- **Exercise description**
Begin at the first line below and copy each line exactly, ending with the line where "use std::env;" appears.
══ Data extracts ══
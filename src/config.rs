//! Application configuration loaded from environment variables.
//!
//! The Firestore project and the session signing key are required at startup;
//! the weather provider key is optional and its absence only degrades weather
//! lookups to simulated data.

use std::env;

/// Application configuration, loaded once at startup.
#[derive(Debug, Clone)]
pub struct Config {
    /// Frontend URL for CORS
    pub frontend_url: String,
    /// GCP project ID hosting the activity store
    pub gcp_project_id: String,
    /// Server port
    pub port: u16,
    /// JWT signing key for session tokens (raw bytes)
    pub jwt_signing_key: Vec<u8>,
    /// OpenWeatherMap API key; `None` means simulated weather only
    pub openweather_api_key: Option<String>,
}

impl Config {
    /// Load configuration from environment variables.
    ///
    /// Missing store credentials (`GCP_PROJECT_ID`, `JWT_SIGNING_KEY`) are
    /// fatal. A missing `OPENWEATHER_API_KEY` is not.
    pub fn from_env() -> Result<Self, ConfigError> {
        dotenvy::dotenv().ok(); // Load .env file if present

        let openweather_api_key = env::var("OPENWEATHER_API_KEY")
            .ok()
            .map(|v| v.trim().to_string())
            .filter(|v| !v.is_empty());

        if openweather_api_key.is_none() {
            tracing::warn!("OPENWEATHER_API_KEY not set; weather lookups will be simulated");
        }

        Ok(Self {
            frontend_url: env::var("FRONTEND_URL")
                .unwrap_or_else(|_| "http://localhost:5173".to_string()),
            gcp_project_id: env::var("GCP_PROJECT_ID")
                .map_err(|_| ConfigError::Missing("GCP_PROJECT_ID"))?,
            port: env::var("PORT")
                .unwrap_or_else(|_| "8080".to_string())
                .parse()
                .unwrap_or(8080),
            jwt_signing_key: env::var("JWT_SIGNING_KEY")
                .map_err(|_| ConfigError::Missing("JWT_SIGNING_KEY"))?
                .into_bytes(),
            openweather_api_key,
        })
    }

    /// Default config for tests.
    pub fn test_default() -> Self {
        Self {
            frontend_url: "http://localhost:5173".to_string(),
            gcp_project_id: "test-project".to_string(),
            port: 8080,
            jwt_signing_key: b"test_jwt_key_32_bytes_minimum!!".to_vec(),
            openweather_api_key: None,
        }
    }
}

/// Configuration errors
#[derive(Debug, thiserror::Error)]
pub enum ConfigError {
    #[error("Missing required environment variable: {0}")]
    Missing(&'static str),
}

#[cfg(test)]
mod tests {
    use super::*;

    #[test]
    fn test_config_from_env() {
        env::set_var("GCP_PROJECT_ID", "test-project");
        env::set_var("JWT_SIGNING_KEY", "test_jwt_key_32_bytes_minimum!!");
        env::remove_var("OPENWEATHER_API_KEY");

        let config = Config::from_env().expect("Config should load");

        assert_eq!(config.gcp_project_id, "test-project");
        assert_eq!(config.port, 8080);
        assert!(config.openweather_api_key.is_none());
    }

    #[test]
    fn test_blank_weather_key_treated_as_absent() {
        env::set_var("GCP_PROJECT_ID", "test-project");
        env::set_var("JWT_SIGNING_KEY", "test_jwt_key_32_bytes_minimum!!");
        env::set_var("OPENWEATHER_API_KEY", "   ");

        let config = Config::from_env().expect("Config should load");
        assert!(config.openweather_api_key.is_none());

        env::remove_var("OPENWEATHER_API_KEY");
    }
}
═══
- **Result**
filename src/config.rs
//! Application configuration loaded from environment variables.
//!
//! The Firestore project and the session signing key are required at startup;
//! the weather provider key is optional and its absence only degrades weather
//! lookups to simulated data.

use std::env;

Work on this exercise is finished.